NEW DELHI (AFP) - The Tata Nano, billed as the world's cheapest car, and a host of other top-selling small models from India have failed their first independent crash tests, a global safety group said Friday.
The five entry-level vehicles - including the country's best-selling small car the Suzuki-Maruti Alto 800, as well as the Ford Figo, the Hyundai i10 and the Volkswagen Polo - scored no stars out of five for protection.
The tests, carried out by the New Car Assessment Programme (NCAP), saw the basic models, all without airbags, driven at 64 kilometres an hour into a block simulating a head-on collision.
The secretary general of Global NCAP called them "gratuitously dangerous" and blamed lax regulation which created an incentive to make cheap but structurally unsound vehicles for India's accident-prone roads.
"The injury recordings on the dummy, on the head, chest, and upper legs, they're in the red. The chances of surviving a crash are extremely low. It's either death or very serious injury," Mr David Ward told AFP.
He said trials in recent years in Latin America had shown similar problems but manufacturers there have begun to make progress thanks in part to adverse publicity.
China too has begun imposing higher safety standards.
NCAP also tested the Indian cars in a crash simulation according to United Nations standards - a frontal collision at the slightly slower speed of 56 kilometres an hour - and none of them passed.
"It's worrying to see levels of safety that are 20 years behind the five-star standards now common in Europe and North America," said Global NCAP chairman Max Mosley, the former chief of international motorsport.
Small vehicles are the biggest segment of the price-sensitive Indian car market, which is coveted by global brands and domestic manufacturers as working-class consumers upgrade from two- to four-wheelers.
The country's roads are famously chaotic and among the most dangerous in the world.
Around 140,000 people were killed in road accidents in 2012, which works out to 16 an hour, according to the government's National Crime Records Bureau.

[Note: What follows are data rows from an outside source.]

//! Formula extraction
//!
//! Choose sheets by policy, read them in formula mode, keep every cell whose
//! text starts with `=`, and write the records to a per-system CSV export.
//! The dump mode reads formulas and displayed values side by side instead.

mod export;
mod scan;
mod selection;

pub use export::{export_dump, export_formulas, export_path, write_dump, EXPORT_HEADER};
pub use scan::{
    dump, extract, is_formula, merge_grids, scan_grid, DumpedCell, ExtractionReport, SheetDump,
    SkippedSheet,
};
pub use selection::{plan_selection, SelectionPlan, SelectionPolicy, SheetVisit, TEMPLATE_TAG};
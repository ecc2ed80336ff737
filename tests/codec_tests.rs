//! Coordinate and color codec tests

use pretty_assertions::assert_eq;
use sheetbase::codec::{
    decode_ref, encode_ref, fraction_to_hex, hex_to_fraction, parse_range, sheet_range,
};
use sheetbase::error::SheetError;

// ═══════════════════════════════════════════════════════════════════════════
// CELL REFERENCES
// ═══════════════════════════════════════════════════════════════════════════

#[test]
fn test_reference_round_trip_over_grid() {
    for row in 0..10_000 {
        for col in 0..1_000 {
            let encoded = encode_ref(row, col);
            assert_eq!(
                decode_ref(&encoded).unwrap(),
                (row, col),
                "round trip failed for {}",
                encoded
            );
        }
    }
}

#[test]
fn test_known_references() {
    assert_eq!(encode_ref(0, 0), "A1");
    assert_eq!(encode_ref(1, 1), "B2");
    assert_eq!(encode_ref(9, 25), "Z10");
    assert_eq!(encode_ref(0, 26), "AA1");
    assert_eq!(encode_ref(99, 701), "ZZ100");
    assert_eq!(encode_ref(0, 702), "AAA1");
    assert_eq!(decode_ref("c2").unwrap(), (1, 2));
}

#[test]
fn test_malformed_references_rejected() {
    for bad in ["", "A", "12", "A0", "2C", "A1B", "A-1", "A 1", "$A$1"] {
        assert!(
            matches!(decode_ref(bad), Err(SheetError::InvalidReference(_))),
            "accepted '{}'",
            bad
        );
    }
}

// ═══════════════════════════════════════════════════════════════════════════
// COLORS
// ═══════════════════════════════════════════════════════════════════════════

#[test]
fn test_color_round_trip() {
    for hex in ["#000000", "#ffffff", "#cfe2f3", "#d9ead3", "#fce5cd", "#0a0b0c"] {
        let rgb = hex_to_fraction(hex).unwrap();
        assert_eq!(fraction_to_hex(rgb), hex);
    }
}

#[test]
fn test_color_round_trip_every_channel_value() {
    for value in 0..=255u32 {
        let hex = format!("#{:02x}{:02x}{:02x}", value, 255 - value, value / 2);
        assert_eq!(fraction_to_hex(hex_to_fraction(&hex).unwrap()), hex);
    }
}

#[test]
fn test_color_prefixes_and_case() {
    let plain = hex_to_fraction("CFE2F3").unwrap();
    assert_eq!(hex_to_fraction("#cfe2f3").unwrap(), plain);
    assert_eq!(hex_to_fraction("0xcfe2f3").unwrap(), plain);
    assert!((plain.red - 207.0 / 255.0).abs() < 1e-12);
}

#[test]
fn test_bad_colors_rejected() {
    for bad in ["", "#fff", "#ggeeff", "#cfe2f3aa", "blue"] {
        assert!(
            matches!(hex_to_fraction(bad), Err(SheetError::InvalidColor(_))),
            "accepted '{}'",
            bad
        );
    }
}

// ═══════════════════════════════════════════════════════════════════════════
// RANGES
// ═══════════════════════════════════════════════════════════════════════════

#[test]
fn test_sheet_range_quotes_names() {
    assert_eq!(sheet_range("[DB] Investors", "A:A"), "'[DB] Investors'!A:A");
    assert_eq!(sheet_range("Bob's", "A1"), "'Bob''s'!A1");
    assert_eq!(sheet_range("Summary", ""), "'Summary'");
}

#[test]
fn test_parse_quoted_range() {
    let range = parse_range(&sheet_range("Bob's", "B2:C5")).unwrap();
    assert_eq!(range.sheet, "Bob's");
    assert_eq!(range.start_row, Some(1));
    assert_eq!(range.start_col, Some(1));
    assert_eq!(range.end_row, Some(4));
    assert_eq!(range.end_col, Some(2));
}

The NCAP said the five vehicles it tested accounted for about 20 per cent of all new cars sold in India annually.
The Tata Nano was the brainchild of the former boss of the Tata conglomerate Ratan Tata who wanted a cheap car for the masses. But it has flopped since its launch in 2009, partly due to poor marketing.
Tata said its cars passed "all Indian safety regulations, including the frontal barrier crash test at 48 kilometres an hour," while Maruti Suzuki had no immediate reaction.
Hyundai said its "vehicles are designed and built to meet all the prescribed safety standards set by Indian Regulatory Authorities".
Ford said safety was "one of the highest priorities in the design of our vehicles".
"We are monitoring the progress of this review and will work with Indian authorities, GNCAP and the other relevent stake holders as appropriate," a Ford spokesperson said.
The NCAP tested only the basic models of the cars in question and it said the Figo and Polo would provide much better protection if fitted with airbags, which were an optional extra.
But the Nano, the i10 and the Alto had "inadequate" structures that meant that even air bags would "not be effective in reducing the risk of serious injury".
Volkswagen said it had withdrawn its Polo model without airbags and it stressed that the with-airbags version was certified as the safest in the segment.